I'm creating unordered pairs of data elements. A comment by @Chouser on this question says that hash-sets are implemented with 32 children per node, while sorted-sets are implemented with 2 children per node. Does this mean that my pairs will take up less space if I implement them with sorted-sets rather than hash-sets (assuming that the data elements are Comparable, i.e. can be sorted)? (I doubt it matters for me in practice. I'll only have hundreds of these pairs, and lookup in a two-element data structure, even sequential lookup in a vector or list, should be fast. But I'm curious.)
4 Answers
When comparing explicitly looking at the first two elements of a list, to using Clojure's built in sets I don't see a significant difference when running it ten million times:
user> (defn my-lookup [key pair]
(condp = key
(first pair) true
(second pair) true false))
#'user/my-lookup
user> (time (let [data `(1 2)]
(dotimes [x 10000000] (my-lookup (rand-nth [1 2]) data ))))

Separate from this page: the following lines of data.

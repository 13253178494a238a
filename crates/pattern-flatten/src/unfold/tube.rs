//! Tube unrolling for cylinders and elongated patches.

use nalgebra::{Point2, Vector3};
use pattern_mesh::{Mesh, MeshAdjacency};
use tracing::debug;

use crate::error::FlattenError;

/// Unroll a tube-like patch around its long axis.
///
/// Each vertex gets a cylindrical coordinate (height, angle) around the
/// bounding box's longest axis; the angle maps to an arc length at the mean
/// radius. Fails when the patch has no angular extent to unroll.
pub fn tube_embed(mesh: &Mesh) -> Result<Vec<Point2<f64>>, FlattenError> {
    let (min, max) = mesh.bounds().ok_or(FlattenError::DegenerateEmbedding {
        strategy: "tube",
        details: "empty mesh".to_string(),
    })?;

    let dims = [max.x - min.x, max.y - min.y, max.z - min.z];
    let axis = longest_axis(&dims);
    let (e1, e2) = cross_section_basis(&axis);

    let centroid = mesh.centroid().expect("non-empty mesh");

    let mut heights = Vec::with_capacity(mesh.vertex_count());
    let mut angles = Vec::with_capacity(mesh.vertex_count());
    let mut radius_sum = 0.0;

    for vertex in &mesh.vertices {
        let d = vertex.position - centroid;
        let h = d.dot(&axis);
        let x = d.dot(&e1);
        let y = d.dot(&e2);
        heights.push(h);
        angles.push(y.atan2(x));
        radius_sum += (x * x + y * y).sqrt();
    }

    let (theta_min, theta_max) = min_max(&angles);

    // atan2 jumps at ±π; when the tube spans most of the circle, lift the
    // negative branch so the seam of the parameterization stays continuous.
    if theta_max - theta_min > 1.5 * std::f64::consts::PI {
        for theta in &mut angles {
            if *theta < 0.0 {
                *theta += std::f64::consts::TAU;
            }
        }
    }

    // Seam duplicates from a cylinder cut share a 3D position, so both
    // copies land on the same angle and the seam faces would stretch across
    // the whole strip. A copy whose neighbors all sit a turn away is lifted
    // to their side.
    seam_continuity_pass(mesh, &mut angles);

    let (theta_min, theta_max) = min_max(&angles);
    let theta_range = theta_max - theta_min;

    if theta_range < 1e-9 {
        return Err(FlattenError::DegenerateEmbedding {
            strategy: "tube",
            details: "no angular extent around the axis".to_string(),
        });
    }

    let radius = radius_sum / mesh.vertex_count() as f64;
    let arc_length = radius * theta_range;
    let h_min = heights
        .iter()
        .fold(f64::INFINITY, |lo, &h| lo.min(h));

    debug!(
        "Tube unroll: radius {:.4}, arc {:.4}, theta range {:.3} rad",
        radius, arc_length, theta_range
    );

    Ok(angles
        .iter()
        .zip(&heights)
        .map(|(&theta, &h)| {
            Point2::new((theta - theta_min) / theta_range * arc_length, h - h_min)
        })
        .collect())
}

/// Propagate angular continuity outward from the middle of the range:
/// each vertex reached over a mesh edge is shifted by whole turns until it
/// lies within a half turn of its BFS parent.
///
/// On a closed tube the two fronts meet and the inherent wrap edge is left
/// alone; on a cut tube the seam duplicates are only reachable from their
/// own side and get lifted a full turn to it.
fn seam_continuity_pass(mesh: &Mesh, angles: &mut [f64]) {
    let adjacency = MeshAdjacency::build(&mesh.faces);
    let neighbors = adjacency.vertex_neighbors();

    let (lo, hi) = min_max(angles);
    let mid = 0.5 * (lo + hi);
    let mut visited = vec![false; angles.len()];
    let mut queue = std::collections::VecDeque::new();

    // Seed each connected piece from its vertex nearest the range middle.
    loop {
        let mut start = None;
        let mut best = f64::INFINITY;
        for (v, &theta) in angles.iter().enumerate() {
            if !visited[v] && (theta - mid).abs() < best {
                best = (theta - mid).abs();
                start = Some(v);
            }
        }
        let Some(start) = start else {
            break;
        };

        visited[start] = true;
        queue.push_back(start as u32);
        while let Some(v) = queue.pop_front() {
            let Some(list) = neighbors.get(&v) else {
                continue;
            };
            for &n in list {
                if visited[n as usize] {
                    continue;
                }
                visited[n as usize] = true;
                while angles[n as usize] - angles[v as usize] > std::f64::consts::PI {
                    angles[n as usize] -= std::f64::consts::TAU;
                }
                while angles[v as usize] - angles[n as usize] > std::f64::consts::PI {
                    angles[n as usize] += std::f64::consts::TAU;
                }
                queue.push_back(n);
            }
        }
    }
}

fn longest_axis(dims: &[f64; 3]) -> Vector3<f64> {
    if dims[0] >= dims[1] && dims[0] >= dims[2] {
        Vector3::x()
    } else if dims[1] >= dims[2] {
        Vector3::y()
    } else {
        Vector3::z()
    }
}

/// Orthonormal pair spanning the cross-section plane of the axis.
fn cross_section_basis(axis: &Vector3<f64>) -> (Vector3<f64>, Vector3<f64>) {
    let seed = if axis.x.abs() <= axis.y.abs() && axis.x.abs() <= axis.z.abs() {
        Vector3::x()
    } else if axis.y.abs() <= axis.z.abs() {
        Vector3::y()
    } else {
        Vector3::z()
    };
    let e1 = (seed - axis * seed.dot(axis)).normalize();
    let e2 = axis.cross(&e1);
    (e1, e2)
}

fn min_max(values: &[f64]) -> (f64, f64) {
    values.iter().fold((f64::INFINITY, f64::NEG_INFINITY), |(lo, hi), &v| {
        (lo.min(v), hi.max(v))
    })
}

"Elapsed time: 906.408176 msecs"
nil
user> (time (let [data #{1 2}]
(dotimes [x 10000000] (contains? data (rand-nth [1 2])))))

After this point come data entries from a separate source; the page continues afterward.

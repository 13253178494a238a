//! Seam-driven flattening of garment meshes into 2D pattern pieces.
//!
//! The pipeline takes a triangle mesh whose sewing seams are painted as red
//! vertex colors and produces packed, non-overlapping planar pattern pieces
//! ready for cutting:
//!
//! 1. **Conditioning** — vertex welding and fragment filtering
//!    (via `pattern-mesh`)
//! 2. **Seam extraction** — red-vertex detection, clustering, barrier edges
//! 3. **Segmentation** — face flood-fill with seam barriers and kerf removal
//! 4. **Surgery** — vertex splitting along internal seams, cylinder cutting
//! 5. **Unfolding** — conformal smoothing, tube unrolling, or a BFS fan
//! 6. **Relaxation** — stiff-boundary/soft-interior mass-spring solve
//! 7. **Packing** — shelf layout into a shared UV domain
//!
//! # Example
//!
//! ```no_run
//! use pattern_flatten::{flatten_mesh, FlattenConfig};
//!
//! let mesh = pattern_mesh::load_obj(std::path::Path::new("shirt.obj")).unwrap();
//! let result = flatten_mesh(&mesh, &FlattenConfig::default());
//! for (i, piece) in result.patterns.iter().enumerate() {
//!     println!("piece {}: {} triangles", i, piece.local_faces.len());
//! }
//! ```

mod config;
mod error;
mod patch;

pub mod pack;
pub mod pipeline;
pub mod relax;
pub mod seams;
pub mod segment;
pub mod surgery;
pub mod topology;
pub mod unfold;

pub use config::{FlattenConfig, RedThreshold};
pub use error::FlattenError;
pub use patch::{Patch, UvBounds};
pub use pipeline::{
    flatten_mesh, flatten_mesh_with_hooks, FlatPattern, FlattenResult, PipelineHooks,
    PipelineStage,
};
pub use seams::{extract_seams, SeamPath, SeamSet};
pub use segment::segment_mesh;
pub use topology::{inspect, PatchClass, TopologyReport};
pub use unfold::InitialStrategy;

"Elapsed time: 1125.992105 msecs"
nil
Of course micro-benchmarks such as this are inherently flawed and difficult to really do well so don't try to use this to show that one is better than the other. I only intend to demonstrate that they are very similar.

- 90,827
- 27
- 201
- 284
-
Thanks very much for going through the trouble of setting up the micro-benchmark. That's about what I would have expected. I imagine lists take up less space than hash-sets, and that vectors take up even less space. I got similar results using a vector to represent the set, replacing `(first pair)` with `(pair 0)` and `(second pair)` with `(pair 1)`. – Mars Nov 05 '13 at 23:53
If I'm doing something with unordered pairs, I usually like to use a map since that makes it easy to look up the other element. E.g., if my pair is [2 7], then I'll use {2 7, 7 2}
, and I can do ({2 7, 7 2} 2)
, which gives me 7
.
As for space, the PersistentArrayMap
implementation is actually very space conscious. If you look at the source code (see previous link), you'll see that it allocates an Object[]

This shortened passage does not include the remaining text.